Of all the arguments against geoengineering, perhaps the one most frequently advanced is that knowledge of geoengineering's ability to cool the climate will reduce the incentive to cut emissions⁵. However, theory and laboratory experiments suggest that the failure to cut emissions can be explained by free-rider problems, including those associated with uncertainty about the true threshold for dangerous climate change⁶. Belief that geoengineering could serve as a cheap and quick fix might further dampen the incentive to cut emissions, but it doesn't seem probable that this belief will, by itself, cause concentrations to exceed dangerous levels. In any event, knowledge of geoengineering cannot be erased.

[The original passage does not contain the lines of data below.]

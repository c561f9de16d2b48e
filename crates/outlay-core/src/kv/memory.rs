//! In-memory key-value store for testing

use std::collections::HashMap;
use std::sync::{Mutex, MutexGuard};

use crate::error::{Error, Result};

use super::KeyValueStore;

/// Process-local key-value store
///
/// The persistence-free double for [`KeyValueStore`]: unit tests inject it
/// where production code uses [`super::SqliteStore`].
#[derive(Default)]
pub struct MemoryStore {
    values: Mutex<HashMap<String, String>>,
}

impl MemoryStore {
    pub fn new() -> Self {
        Self::default()
    }

    fn lock(&self) -> Result<MutexGuard<'_, HashMap<String, String>>> {
        self.values
            .lock()
            .map_err(|_| Error::InvalidData("Failed to acquire store lock".into()))
    }
}

impl KeyValueStore for MemoryStore {
    fn get(&self, key: &str) -> Result<Option<String>> {
        Ok(self.lock()?.get(key).cloned())
    }

    fn set(&self, key: &str, value: &str) -> Result<()> {
        self.lock()?.insert(key.to_string(), value.to_string());
        Ok(())
    }

    fn remove(&self, key: &str) -> Result<()> {
        self.lock()?.remove(key);
        Ok(())
    }
}

#[cfg(test)]
mod tests {
    use super::*;

    #[test]
    fn test_set_get_remove() {
        let store = MemoryStore::new();
        assert_eq!(store.get("expenses").unwrap(), None);

        store.set("expenses", "[]").unwrap();
        assert_eq!(store.get("expenses").unwrap().as_deref(), Some("[]"));

        store.set("expenses", "[1]").unwrap();
        assert_eq!(store.get("expenses").unwrap().as_deref(), Some("[1]"));

        store.remove("expenses").unwrap();
        assert_eq!(store.get("expenses").unwrap(), None);

        // Removing again is fine
        store.remove("expenses").unwrap();
    }
}
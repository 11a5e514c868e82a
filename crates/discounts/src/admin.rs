//! Administrative command pipeline for discount policies.
//!
//! ```text
//! PolicyCommand
//!   -> load current policy (or an empty one)
//!   -> optimistic version check
//!   -> handle + apply
//!   -> save (or remove, once deleted)
//!   -> publish committed events
//! ```

use thiserror::Error;

use salesguard_core::{AggregateRoot, DomainError, ExpectedVersion};
use salesguard_events::{EventBus, execute};

use crate::policy::{DiscountPolicy, PolicyCommand, PolicyEvent, PolicyId};
use crate::repository::RuleRepository;

#[derive(Debug, Error)]
pub enum AdminError {
    #[error(transparent)]
    Domain(#[from] DomainError),
    /// Publication failed after the policy was stored.
    #[error("publish failed: {0}")]
    Publish(String),
}

impl AdminError {
    pub fn domain(&self) -> Option<&DomainError> {
        match self {
            AdminError::Domain(e) => Some(e),
            AdminError::Publish(_) => None,
        }
    }
}

/// Executes policy commands against a rule repository.
#[derive(Debug)]
pub struct PolicyAdmin<R, B> {
    rules: R,
    bus: B,
}

impl<R, B> PolicyAdmin<R, B> {
    pub fn new(rules: R, bus: B) -> Self {
        Self { rules, bus }
    }

    pub fn rules(&self) -> &R {
        &self.rules
    }

    pub fn bus(&self) -> &B {
        &self.bus
    }
}

impl<R, B> PolicyAdmin<R, B>
where
    R: RuleRepository,
    B: EventBus<PolicyEvent>,
{
    /// Run one command. On success the repository reflects the new policy
    /// state before any event is published.
    pub fn execute(&self, command: PolicyCommand, expected: ExpectedVersion) -> Result<Vec<PolicyEvent>, AdminError> {
        let policy_id = command.policy_id();
        let mut policy = self
            .rules
            .load(policy_id)
            .unwrap_or_else(|| DiscountPolicy::empty(policy_id));

        expected.check(policy.version())?;
        let events = execute(&mut policy, &command)?;

        if policy.is_deleted() {
            self.rules.remove(policy_id);
        } else {
            self.rules.save(policy)?;
        }

        for event in &events {
            tracing::info!(
                policy_id = %policy_id,
                event_type = salesguard_events::Event::event_type(event),
                "discount policy changed"
            );
            self.bus
                .publish(event.clone())
                .map_err(|e| AdminError::Publish(format!("{e:?}")))?;
        }

        Ok(events)
    }

    pub fn policy(&self, policy_id: PolicyId) -> Option<DiscountPolicy> {
        self.rules.load(policy_id)
    }

    pub fn policies(&self) -> Vec<DiscountPolicy> {
        self.rules.list()
    }
}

It is important to understand that geoengineering cannot be used to preserve today's climate. Sunlight scattering would act on shortwave radiation, and GHGs affect long-wave radiation. In theory, atmospheric aerosol injection could be used to limit mean global temperature change to a specific level, such as 2 °C, even as concentrations continue to increase. However, it could not be used to limit changes in temperature and precipitation independently⁷. Moreover, no matter how geoengineering might be targeted, it could not preserve the spatial distribution of either temperature or precipitation, let alone the historical pattern of ocean circulation⁷. Finally, geoengineering would have environmental effects unrelated to the climate. Some of these, such as stratospheric ozone depletion², are reasonably well understood, but geoengineering might have other currently unknown effects.

A climate disturbed by elevated CO₂ concentrations and geoengineering would be very different from the current climate (Fig. 1). The behaviour of human societies in this altered environment will also matter. For example, although the combination of CO₂ fertilization and global dimming might increase agricultural yields for certain crops on a global scale⁸, the local effects will probably be highly variable, with uncertain implications for land-use change, crop selection, and food prices.

The schematic shows change in the drivers of ecosystem responses (blue) that are probable to arise from the use of sulphate aerosols, compared with not using sulphate aerosols, given current trends of increasing greenhouse gas concentrations, and the probable ecosystem responses (green). Drivers that are probable to change include temperature, precipitation, irradiance, monsoons and sulphate deposition¹⁶. Ecosystem responses will be complex, with implications for food production, freshwater supplies, soil and water chemistry, and human health. They will also be spatially variable, creating both winners and losers, and uncertain, possibly causing large changes in ecosystems and in the availability of resources.

JLOKRANTZ/AZOTE

Would geoengineering be useful as a last resort? The idea seems comforting, but what kind of emergency could be prevented or alleviated by geoengineering? Stratospheric injection of sulphate aerosols would cool surface air temperatures quickly, but if the West Antarctic ice sheet were to disintegrate, the cause would presumably be oceanic, rather than atmospheric warming and it would take centuries for geoengineering to reverse the process leading to this catastrophic collapse⁹. Sunlight scattering would also be ineffective in addressing polar climate emergencies, not least because it cannot directly or quickly affect temperature during the polar winter¹⁰. Geoengineering could probably help to reduce melting of the Greenland ice sheet¹¹ and rises in sea level, but these are slow processes that might be better addressed by adaptation, which can also be done unilaterally but without creating significant new risks or arousing geopolitical tensions.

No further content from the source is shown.